What About the Patriarch?
You might’ve heard of the Ecumenical Patriarch of Constantinople. He’s often called “first among equals.” That’s an honor, not a power. He can convene meetings. He presides at pan-Orthodox gatherings when they happen. He represents Orthodoxy in certain international contexts. But he can’t tell the Patriarch of Antioch what to do. He can’t overrule a decision made by the Russian Church or the Greek Church or any other Orthodox Church.
Think of him like the senior member of a family. He gets respect. People listen when he speaks. But he doesn’t run everyone else’s household.
The Pope is different. Catholic teaching says the Pope has universal jurisdiction, he can intervene directly in any Catholic diocese anywhere. He can define doctrine on his own authority. When he speaks ex cathedra on faith and morals, Catholics believe he’s infallible. That’s a fundamentally different understanding of how Christ governs His Church.
What About the Early Church?
We honor the Bishop of Rome. Before the schism in 1054, Rome held a special place. The church in Rome was founded by the Apostles Peter and Paul. It was the church of the imperial capital. When controversies arose, people often appealed to Rome because of its apostolic prestige and its track record of guarding the faith.
But even then, Rome didn’t govern the whole Church unilaterally. The great councils met in the East, Nicaea, Constantinople, Chalcedon, Ephesus. Popes sent representatives, but they didn’t run the show. When Pope Honorius taught heresy in the seventh century, an Ecumenical Council condemned him by name. That wouldn’t make sense if popes were considered infallible.

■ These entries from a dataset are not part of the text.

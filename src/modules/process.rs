//! # Process: the sequential composite.
//!
//! Runs its children in insertion order, fail-fast: the first child that
//! does not reach `Succeeded` ends the run as `Failed` and no further
//! child starts. A stopped Process never resumes mid-sequence; after
//! `reset` it restarts from the first child.
//!
//! ## Example
//! ```rust
//! use std::sync::Arc;
//! use modkit::{Module, ModuleMeta, Process, ProcessState, Step, WorkError};
//!
//! # #[tokio::main(flavor = "current_thread")]
//! # async fn main() {
//! let pipeline = Process::new(ModuleMeta::new("deploy", "1.0.0"));
//! pipeline.deploy(Arc::new(Step::from_fn(
//!     ModuleMeta::new("build", "1.0.0"),
//!     |_ctx, _t| async { Ok::<_, WorkError>(true) },
//! )));
//! pipeline.deploy(Arc::new(Step::from_fn(
//!     ModuleMeta::new("publish", "1.0.0"),
//!     |_ctx, _t| async { Ok::<_, WorkError>(true) },
//! )));
//!
//! pipeline.start().await.expect("run");
//! assert_eq!(pipeline.state(), ProcessState::Succeeded);
//! # }
//! ```

use std::sync::{Arc, Mutex, PoisonError};

use async_trait::async_trait;
use tokio_util::sync::CancellationToken;

use crate::context::Context;
use crate::error::ModuleError;
use crate::modules::{Bundle, Module, ModuleMeta, ModuleRef};
use crate::state::{Lifecycle, ProcessState};

/// Sequential composite: drives children in order on the caller's task.
pub struct Process {
    cell: Lifecycle,
    bundle: Bundle,
    current: Mutex<Option<ModuleRef>>,
    token: Mutex<CancellationToken>,
}

impl Process {
    /// Creates an empty process.
    pub fn new(meta: ModuleMeta) -> Self {
        Self {
            cell: Lifecycle::new(meta),
            bundle: Bundle::new(),
            current: Mutex::new(None),
            token: Mutex::new(CancellationToken::new()),
        }
    }

    /// Appends a child; refused while running or when the child refuses
    /// this process's context.
    pub fn deploy(&self, module: ModuleRef) -> bool {
        self.bundle.deploy(&self.cell, module)
    }

    /// Inserts a child at `index` (clamped), with the same gating.
    pub fn deploy_at(&self, index: usize, module: ModuleRef) -> bool {
        self.bundle.deploy_at(&self.cell, index, module)
    }

    /// Removes the first child with this name; returns it if found.
    pub fn undeploy(&self, name: &str) -> Option<ModuleRef> {
        self.bundle.undeploy(&self.cell, name)
    }

    /// True if a child with this identity is deployed.
    pub fn contains(&self, meta: &ModuleMeta) -> bool {
        self.bundle.contains(meta)
    }

    /// Snapshot of the children, in execution order.
    pub fn modules(&self) -> Vec<ModuleRef> {
        self.bundle.modules()
    }

    /// Number of deployed children.
    pub fn len(&self) -> usize {
        self.bundle.len()
    }

    /// True if no children are deployed.
    pub fn is_empty(&self) -> bool {
        self.bundle.is_empty()
    }

    fn current_token(&self) -> CancellationToken {
        self.token
            .lock()
            .unwrap_or_else(PoisonError::into_inner)
            .clone()
    }

    fn set_current(&self, child: Option<ModuleRef>) {
        *self.current.lock().unwrap_or_else(PoisonError::into_inner) = child;
    }

    fn current_child(&self) -> Option<ModuleRef> {
        self.current
            .lock()
            .unwrap_or_else(PoisonError::into_inner)
            .clone()
    }

    fn ensure_stopped(&self) {
        if self.cell.state() != ProcessState::Stopped {
            let _ = self.cell.change(ProcessState::Stopped);
        }
    }

    fn child_failed(&self, child: &ModuleRef, cause: Option<ModuleError>) -> ModuleError {
        let _ = self.cell.change(ProcessState::Failed);
        ModuleError::ChildFailed {
            parent: self.describe(),
            child: child.describe(),
            attempt: None,
            cause: cause.map(Box::new),
        }
    }
}

#[async_trait]
impl Module for Process {
    fn lifecycle(&self) -> &Lifecycle {
        &self.cell
    }

    fn set_context(&self, ctx: Context) -> bool {
        if !self.cell.can_set_context() || !self.bundle.can_set_context() {
            return false;
        }
        let _ = self.cell.set_context(ctx.clone());
        self.bundle.set_context(&ctx)
    }

    fn can_set_context(&self) -> bool {
        self.cell.can_set_context() && self.bundle.can_set_context()
    }

    async fn start(&self) -> Result<(), ModuleError> {
        if !self
            .cell
            .change_from(ProcessState::Ready, ProcessState::Running)
        {
            return Err(ModuleError::Rejected {
                module: self.describe(),
                from: self.cell.state(),
                to: ProcessState::Running,
            });
        }

        let token = self.current_token();
        for child in self.bundle.modules() {
            if token.is_cancelled() {
                self.ensure_stopped();
                return Ok(());
            }

            self.set_current(Some(child.clone()));
            if !child.reset() {
                self.set_current(None);
                let rejected = ModuleError::Rejected {
                    module: child.describe(),
                    from: child.state(),
                    to: ProcessState::Ready,
                };
                return Err(self.child_failed(&child, Some(rejected)));
            }

            let run = child.start().await;
            self.set_current(None);

            if token.is_cancelled() {
                self.ensure_stopped();
                return Ok(());
            }
            if child.state() != ProcessState::Succeeded {
                return Err(self.child_failed(&child, run.err()));
            }
        }

        let _ = self.cell.change(ProcessState::Succeeded);
        Ok(())
    }

    async fn stop(&self) -> Result<(), ModuleError> {
        self.current_token().cancel();
        if let Some(child) = self.current_child() {
            if !child.state().is_terminal() {
                let _ = child.stop().await;
            }
        }
        match self.cell.state() {
            // mid-run: the run loop commits Stopped at the next child boundary
            ProcessState::Running | ProcessState::Waiting | ProcessState::Stopped => Ok(()),
            ProcessState::Ready => {
                let _ = self.cell.change(ProcessState::Stopped);
                Ok(())
            }
            from @ (ProcessState::Succeeded | ProcessState::Failed) => {
                Err(ModuleError::Rejected {
                    module: self.describe(),
                    from,
                    to: ProcessState::Stopped,
                })
            }
        }
    }

    fn reset(&self) -> bool {
        if !self.cell.can_change(ProcessState::Ready) {
            return false;
        }
        let children_ok = self.bundle.reset_all();
        let own = self.cell.change(ProcessState::Ready);
        *self.token.lock().unwrap_or_else(PoisonError::into_inner) = CancellationToken::new();
        self.set_current(None);
        own && children_ok
    }

    fn fork(&self) -> Result<ModuleRef, ModuleError> {
        let children = self.bundle.fork_all()?;
        let copy = Process {
            cell: Lifecycle::new(self.meta().clone()),
            bundle: Bundle::with(children),
            current: Mutex::new(None),
            token: Mutex::new(CancellationToken::new()),
        };
        let _ = copy.set_context(self.context().fork());
        Ok(Arc::new(copy))
    }
}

The problem isn’t that Rome had honor. The problem is that over centuries, Rome’s bishops claimed more and more authority until they were claiming something the ancient Church never gave them: universal jurisdiction over all Christians and the ability to define dogma independently of councils.
Why This Matters
You might think this is just church politics. But it’s really about how we understand the Church itself. Is the Church a monarchy with Christ’s vicar ruling from Rome? Or is the Church a communion of local churches, each led by a bishop, all holding the same faith, celebrating the same Mysteries, guided by the same Spirit?
We believe the second. Christ is the Head. The Holy Spirit guides. Bishops together guard the faith. No man stands in Christ’s place as universal ruler.
When you visit St. Michael Church, you’re part of the Antiochian Archdiocese, which answers to the Patriarch of Antioch. That Patriarchate goes back to the church founded in Antioch where believers were first called Christians. Our Metropolitan Philip, who reposed in 2014, used to say we’re not a branch of some other church. We’re the Church, continuing what the Apostles started. And we do it the way they did: bishops in communion, councils when needed, the faith once delivered to the saints.
If you want to read more about Orthodox ecclesiology, pick up Metropolitan Kallistos Ware’s The Orthodox Church. He explains this better than anyone, and he does it with the kind of clarity that makes you wonder why it ever seemed complicated.